You Deserve to Rock Nonprofit Email Subject Lines!

Elvis

First impressions matter.

 

Five times as many people read the headline as read the body copy. When you have written your headline, you have spent eighty cents out of your dollar.”

— David Ogilvy, advertising legend

Your email subject line matters. A lot.

So this article is all about learning how to rock your online ‘envelope’ – which is really what determines if your email will get opened.

When you stop to think about this, it makes a lot of sense. Your email subject line has a function! And its form should follow that function.

  • First, it must capture attention.
  • Second, it must convince people to open your message.

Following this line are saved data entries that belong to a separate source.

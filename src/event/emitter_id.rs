// SPDX-License-Identifier: MPL-2.0
// This Source Code Form is subject to the terms of the Mozilla Public
// License, v. 2.0. If a copy of the MPL was not distributed with this
// file, You can obtain one at https://mozilla.org/MPL/2.0/.

//! Emitter identifier type.

use std::fmt;

use uuid::Uuid;

/// Unique identifier of an [`Emitter`](crate::Emitter).
///
/// An event's target is recorded as an `EmitterId` rather than a reference,
/// so events never keep emitters alive.
///
/// # Examples
///
/// ```
/// use emitter_lib::event::EmitterId;
///
/// let id = EmitterId::new();
/// println!("Emitter: {}", id);
/// ```
#[derive(Clone, Copy, PartialEq, Eq, Hash, serde::Serialize, serde::Deserialize)]
pub struct EmitterId(Uuid);

impl EmitterId {
    /// Creates a new unique emitter identifier.
    #[must_use]
    pub fn new() -> Self {
        Self(Uuid::new_v4())
    }

    /// Returns the underlying UUID.
    #[must_use]
    pub fn as_uuid(&self) -> Uuid {
        self.0
    }
}

impl Default for EmitterId {
    fn default() -> Self {
        Self::new()
    }
}

impl fmt::Debug for EmitterId {
    fn fmt(&self, f: &mut fmt::Formatter<'_>) -> fmt::Result {
        let short = &self.0.simple().to_string()[..8];
        write!(f, "EmitterId({short})")
    }
}

impl fmt::Display for EmitterId {
    fn fmt(&self, f: &mut fmt::Formatter<'_>) -> fmt::Result {
        write!(f, "{}", self.0)
    }
}

impl From<Uuid> for EmitterId {
    fn from(uuid: Uuid) -> Self {
        Self(uuid)
    }
}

People’s inboxes are increasingly cluttered, so you need to stand out. Big time!  Really, you’ve probably got no more than two seconds to make an impression.

Do you think carefully about purpose when you create your email subject line?  Do you even craft it at all, or do you delegate this essential function to someone else, perhaps an assistant or someone in your marketing or digital communications department? Someone who perhaps doesn’t really understand the email’s primary purpose as well as do you?

If you’re like most nonprofit fundraisers and marketers, you likely spend a lot of time crafting the perfect email body copy, selecting images and figuring out just the right design that will entice someone to respond to your call to action.  Then, at the last minute, you’re ready to send it and hastily come up with a subject line.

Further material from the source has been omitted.